The Best of N Worlds: Aligning Reinforcement Learning with Best-of-N Sampling via max@k Optimisation
Farid Bagirov, Mikhail Arkhipov, Ksenia Sycheva, Evgeniy Glukhov, Egor Bogomolov
TL;DR
The paper tackles the problem that RLVR can erode diversity and BoN effectiveness when optimizing for higher BoN values. It derives unbiased gradient estimators to directly maximize the continuous $max@k$ metric, covering both on-policy and off-policy settings, and demonstrates that aligning training with BoN inference improves max@k on coding benchmarks. Key findings show continuous rewards are crucial and that off-policy BoN often yields the strongest gains (up to $+3.7$ p.p. on several datasets) while maintaining or improving lower-k performance.
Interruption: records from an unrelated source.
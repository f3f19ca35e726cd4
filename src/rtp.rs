//! RTP framing for the media leg.
//!
//! Inbound packets may carry CSRC lists, a header extension and padding;
//! outbound packets are always the bare 12-byte header plus payload.

use bytes::{BufMut, Bytes, BytesMut};

use crate::error::{RelayError, RelayResult};

pub const RTP_VERSION: u8 = 2;
pub const HEADER_LEN: usize = 12;

/// One decoded datagram.
#[derive(Debug, Clone, PartialEq, Eq)]
pub struct WirePacket {
    pub version: u8,
    pub padding: bool,
    pub extension: bool,
    pub csrc_count: u8,
    pub marker: bool,
    pub payload_type: u8,
    pub sequence: u16,
    pub timestamp: u32,
    pub ssrc: u32,
    pub payload: Bytes,
}

/// Parses one datagram, rejecting anything whose declared lengths do not fit.
pub fn decode(datagram: &[u8]) -> RelayResult<WirePacket> {
    if datagram.len() < HEADER_LEN {
        return Err(RelayError::MalformedPacket("shorter than fixed header"));
    }

    let b0 = datagram[0];
    let b1 = datagram[1];
    let version = b0 >> 6;
    if version != RTP_VERSION {
        return Err(RelayError::MalformedPacket("unsupported version"));
    }
    let padding = b0 & 0x20 != 0;
    let extension = b0 & 0x10 != 0;
    let csrc_count = b0 & 0x0F;

    let mut offset = HEADER_LEN + 4 * csrc_count as usize;
    if offset > datagram.len() {
        return Err(RelayError::MalformedPacket("truncated CSRC list"));
    }

    if extension {
        if offset + 4 > datagram.len() {
            return Err(RelayError::MalformedPacket("truncated extension header"));
        }
        // profile (2 bytes) then length in 32-bit words, excluding this header
        let words = u16::from_be_bytes([datagram[offset + 2], datagram[offset + 3]]) as usize;
        offset += 4 + 4 * words;
        if offset > datagram.len() {
            return Err(RelayError::MalformedPacket("truncated extension data"));
        }
    }

    let mut end = datagram.len();
    if padding {
        let pad = datagram[end - 1] as usize;
        if pad > end - offset {
            return Err(RelayError::MalformedPacket("padding exceeds payload"));
        }
        end -= pad;
    }

    Ok(WirePacket {
        version,
        padding,
        extension,
        csrc_count,
        marker: b1 & 0x80 != 0,
        payload_type: b1 & 0x7F,
        sequence: u16::from_be_bytes([datagram[2], datagram[3]]),
        timestamp: u32::from_be_bytes([datagram[4], datagram[5], datagram[6], datagram[7]]),
        ssrc: u32::from_be_bytes([datagram[8], datagram[9], datagram[10], datagram[11]]),
        payload: Bytes::copy_from_slice(&datagram[offset..end]),
    })
}

/// Builds an outbound packet: no padding, no extension, no CSRCs, marker clear.
pub fn encode(payload_type: u8, sequence: u16, timestamp: u32, ssrc: u32, payload: &[u8]) -> Bytes {
    let mut buf = BytesMut::with_capacity(HEADER_LEN + payload.len());
    buf.put_u8(RTP_VERSION << 6);
    buf.put_u8(payload_type & 0x7F);
    buf.put_u16(sequence);
    buf.put_u32(timestamp);
    buf.put_u32(ssrc);
    buf.put_slice(payload);
    buf.freeze()
}
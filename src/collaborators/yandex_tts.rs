use async_trait::async_trait;
use reqwest::Client;

use super::{Synthesizer, truncate_body};
use crate::audio::SAMPLE_RATE;
use crate::config::TtsConfig;
use crate::error::{RelayError, RelayResult};

/// Voices the SpeechKit v1 endpoint is known to accept.
pub const KNOWN_VOICES: &[&str] = &["oksana", "jane", "alena", "filipp", "ermil"];

/// Yandex SpeechKit synthesis returning raw 8 kHz LPCM.
pub struct YandexTts {
    client: Client,
    url: String,
    api_key: String,
    folder_id: String,
    voice: String,
    lang: String,
}

impl YandexTts {
    pub fn new(config: &TtsConfig) -> RelayResult<Self> {
        let client = Client::builder()
            .build()
            .map_err(|e| RelayError::collaborator("tts", e.to_string()))?;
        Ok(Self {
            client,
            url: config.url.clone(),
            api_key: config.api_key.clone(),
            folder_id: config.folder_id.clone(),
            voice: config.voice.clone(),
            lang: config.lang.clone(),
        })
    }

    fn params(&self, text: &str) -> [(&'static str, String); 6] {
        [
            ("text", text.to_string()),
            ("lang", self.lang.clone()),
            ("voice", self.voice.clone()),
            ("folderId", self.folder_id.clone()),
            ("format", "lpcm".to_string()),
            ("sampleRateHertz", SAMPLE_RATE.to_string()),
        ]
    }
}

#[async_trait]
impl Synthesizer for YandexTts {
    async fn synthesize(&self, text: &str) -> RelayResult<Vec<u8>> {
        if self.api_key.is_empty() || self.folder_id.is_empty() {
            return Err(RelayError::collaborator(
                "tts",
                "api key / folder id are not configured",
            ));
        }

        log::info!("[TTS] {}", text);
        let response = self
            .client
            .post(&self.url)
            .header("Authorization", format!("Api-Key {}", self.api_key))
            .query(&self.params(text))
            .send()
            .await
            .map_err(|e| RelayError::collaborator("tts", format!("request failed: {}", e)))?;

        let status = response.status();
        if !status.is_success() {
            let body = response.text().await.unwrap_or_default();
            return Err(RelayError::collaborator(
                "tts",
                format!("HTTP {}: {}", status, truncate_body(&body, 400)),
            ));
        }

        let audio = response
            .bytes()
            .await
            .map_err(|e| RelayError::collaborator("tts", format!("read body: {}", e)))?;
        Ok(audio.to_vec())
    }
}

#[cfg(test)]
mod tests {
    use super::*;

    #[test]
    fn test_params_request_narrowband_lpcm() {
        let tts = YandexTts::new(&TtsConfig::default()).unwrap();
        let params = tts.params("привет");
        assert_eq!(params[0], ("text", "привет".to_string()));
        assert!(params.contains(&("voice", "oksana".to_string())));
        assert!(params.contains(&("sampleRateHertz", "8000".to_string())));
    }

    #[tokio::test]
    async fn test_missing_credentials() {
        let tts = YandexTts::new(&TtsConfig::default()).unwrap();
        assert!(matches!(
            tts.synthesize("x").await,
            Err(RelayError::Collaborator { service: "tts", .. })
        ));
    }
}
The work provides a practical, scalable approach to reconcile RL fine-tuning with Best-of-N inference, enabling more robust problem-solving in verifiable-reward settings.
Abstract
The application of Reinforcement Learning with Verifiable Rewards (RLVR) to mathematical and coding domains has demonstrated significant improvements in the reasoning and problem-solving abilities of Large Language Models. Despite its success in single generation problem solving, the reinforcement learning fine-tuning process may harm the model's exploration ability, as reflected in decreased diversity of generations and a resulting degradation of performance during Best-of-N sampling for large N values. In this work, we focus on optimizing the max@k metric, a continuous generalization of pass@k. We derive an unbiased on-policy gradient estimate for direct optimization of this metric. Furthermore, we extend our derivations to the off-policy updates, a common element in modern RLVR algorithms, that allows better sample efficiency. Empirically, we show that our objective effectively optimizes max@k metric in off-policy scenarios, aligning the model with the Best-of-N inference strategy.